What do you think about the use of the non steroidal anti-inflamatory drugs for

March 21, 2008 12:39am CST
It is a well known fact that the long term side effects of using the NSAIDS are immense but still they are having wide spread use in such patients …. The readers are requested to give their valuable ifomation tat they know regarding this matter. NSAIDs are important for the symptomatic relief they provide to RA patients; however, they play only a minor role in altering the underlying disease process. Therefore, NSAIDs should rarely, if ever, be used to treat RA without the concomitant use of DMARDs.

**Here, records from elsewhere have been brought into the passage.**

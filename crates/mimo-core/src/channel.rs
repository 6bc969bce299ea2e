//! Channel Model — random MIMO channel matrices and additive noise
//!
//! Generates the flat-fading channel matrix `H` (Nr×Nt, real Gaussian
//! entries, zero imaginary part) and the complex Gaussian noise added to every
//! transmitted vector.
//!
//! ## Noise levels
//!
//! | Selector | Level      | Std. dev. per I/Q component |
//! |----------|------------|-----------------------------|
//! | 0        | `VeryLow`  | 0.001                       |
//! | 1        | `Low`      | 0.01                        |
//! | 2        | `Medium`   | 0.5                         |
//! | 3        | `High`     | 1.0                         |
//!
//! `NoiseLevel::Custom` takes an explicit standard deviation; `Custom(0.0)`
//! gives an exactly noiseless channel.
//!
//! All randomness comes from one `StdRng` owned by the model and seeded once.
//! The seed is kept so that per-vector generators can be derived from it.
//!
//! ## Example
//!
//! ```rust
//! use mimo_core::channel::{ChannelModel, NoiseLevel};
//!
//! let mut model = ChannelModel::with_seed(1.0, 42).unwrap();
//! let h = model.generate_channel(4, 2).unwrap();
//! assert_eq!(h.shape(), (4, 2));
//! assert!(!h.has_imaginary());
//!
//! let level = NoiseLevel::from_selector(2).unwrap();
//! let n = model.generate_noise(4, 1, level).unwrap();
//! assert_eq!(n.shape(), (4, 1));
//! ```

use rand::rngs::StdRng;
use rand::SeedableRng;
use rand_distr::{Distribution, Normal};
use serde::{Deserialize, Serialize};
use tracing::debug;

use crate::matrix::ComplexMatrix;
use crate::types::{Complex, MimoError, MimoResult};

/// Additive noise level.
#[derive(Debug, Clone, Copy, PartialEq, Serialize, Deserialize)]
#[serde(rename_all = "snake_case")]
pub enum NoiseLevel {
    VeryLow,
    Low,
    Medium,
    High,
    /// Explicit standard deviation per I/Q component.
    Custom(f64),
}

impl NoiseLevel {
    /// Map the numeric selector 0..=3 to a level.
    pub fn from_selector(selector: u8) -> MimoResult<Self> {
        match selector {
            0 => Ok(Self::VeryLow),
            1 => Ok(Self::Low),
            2 => Ok(Self::Medium),
            3 => Ok(Self::High),
            other => Err(MimoError::InvalidNoiseLevel(other)),
        }
    }

    /// Numeric selector, `None` for custom levels.
    pub fn selector(&self) -> Option<u8> {
        match self {
            Self::VeryLow => Some(0),
            Self::Low => Some(1),
            Self::Medium => Some(2),
            Self::High => Some(3),
            Self::Custom(_) => None,
        }
    }

    /// Standard deviation of each noise component.
    pub fn std_dev(&self) -> f64 {
        match self {
            Self::VeryLow => 0.001,
            Self::Low => 0.01,
            Self::Medium => 0.5,
            Self::High => 1.0,
            Self::Custom(s) => *s,
        }
    }

    fn distribution(&self) -> MimoResult<Normal<f64>> {
        let std_dev = self.std_dev();
        if !std_dev.is_finite() || std_dev < 0.0 {
            return Err(MimoError::InvalidNoiseStdDev(std_dev));
        }
        Normal::new(0.0, std_dev).map_err(|_| MimoError::InvalidNoiseStdDev(std_dev))
    }
}

impl std::fmt::Display for NoiseLevel {
    fn fmt(&self, f: &mut std::fmt::Formatter<'_>) -> std::fmt::Result {
        match self.selector() {
            Some(s) => write!(f, "{}", s),
            None => write!(f, "custom({})", self.std_dev()),
        }
    }
}

/// Seeded generator of channel matrices and noise.
#[derive(Debug, Clone)]
pub struct ChannelModel {
    /// Standard deviation of the channel coefficients.
    sigma: f64,
    seed: u64,
    rng: StdRng,
}

impl ChannelModel {
    /// Model with an explicit seed.
    pub fn with_seed(sigma: f64, seed: u64) -> MimoResult<Self> {
        if !sigma.is_finite() || sigma < 0.0 {
            return Err(MimoError::InvalidNoiseStdDev(sigma));
        }
        debug!(sigma, seed, "channel model seeded");
        Ok(Self {
            sigma,
            seed,
            rng: StdRng::seed_from_u64(seed),
        })
    }

    /// Model seeded from `seed`, or from OS entropy when `None`.
    pub fn new(sigma: f64, seed: Option<u64>) -> MimoResult<Self> {
        let seed = match seed {
            Some(s) => s,
            None => rand::random(),
        };
        Self::with_seed(sigma, seed)
    }

    pub fn sigma(&self) -> f64 {
        self.sigma
    }

    /// Seed the generator was created with.
    pub fn seed(&self) -> u64 {
        self.seed
    }

    /// Random `nr x nt` channel: real part ~ N(0, sigma), imaginary part 0.
    pub fn generate_channel(&mut self, nr: usize, nt: usize) -> MimoResult<ComplexMatrix> {
        if nr == 0 || nt == 0 {
            return Err(MimoError::InvalidDimensions { nr, nt });
        }
        let dist = Normal::new(0.0, self.sigma)
            .map_err(|_| MimoError::InvalidNoiseStdDev(self.sigma))?;
        let rng = &mut self.rng;
        ComplexMatrix::from_fn(nr, nt, |_, _| Complex::new(dist.sample(rng), 0.0))
    }

    /// `rows x cols` noise; real and imaginary parts drawn independently.
    pub fn generate_noise(
        &mut self,
        rows: usize,
        cols: usize,
        level: NoiseLevel,
    ) -> MimoResult<ComplexMatrix> {
        noise_matrix(&mut self.rng, rows, cols, level)
    }

    /// Noise for vector `index` from a generator derived from the model seed.
    ///
    /// Independent of call order, which makes it usable from worker threads.
    pub fn noise_for_vector(
        &self,
        index: usize,
        rows: usize,
        level: NoiseLevel,
    ) -> MimoResult<ComplexMatrix> {
        let mut rng = StdRng::seed_from_u64(derive_seed(self.seed, index));
        noise_matrix(&mut rng, rows, 1, level)
    }
}

fn derive_seed(seed: u64, index: usize) -> u64 {
    // index scaled by the 64-bit golden ratio constant
    seed ^ (index as u64)
        .wrapping_add(1)
        .wrapping_mul(0x9E37_79B9_7F4A_7C15)
}

fn noise_matrix(
    rng: &mut StdRng,
    rows: usize,
    cols: usize,
    level: NoiseLevel,
) -> MimoResult<ComplexMatrix> {
    let dist = level.distribution()?;
    ComplexMatrix::from_fn(rows, cols, |_, _| {
        let re = dist.sample(rng);
        let im = dist.sample(rng);
        Complex::new(re, im)
    })
}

Many clinicians waste valuable time switching from one NSAID to another before starting DMARD therapy. Much has been written about the gastrointestinal toxicity of NSAIDs, and these concerns are particularly relevant to RA patients, who often have significant risk factors including age and concomitant steroid use. Therefore, cyclooxygenase-2 (COX2)-selective agents have been a popular choice for patients with RA. The recent evidence linking these agents to increased cardiovascular toxicity has been particularly troubling for patients with RA, who are already at high risk for myocardial infarction. Therefore, if COX2-selective agents are used, they should be kept at a low dose. Consideration should be given to low-dose aspirin prophylaxis in RA, but this may increase the gastrointestinal toxicity of NSAIDs. The use of concomitant misoprostol or proton pump inhibitors should be considered in all patients with RA who are taking NSAIDs. Additionally, the potential for NSAIDs to decrease renal blood flow and to increase blood pressure should be kept in mind.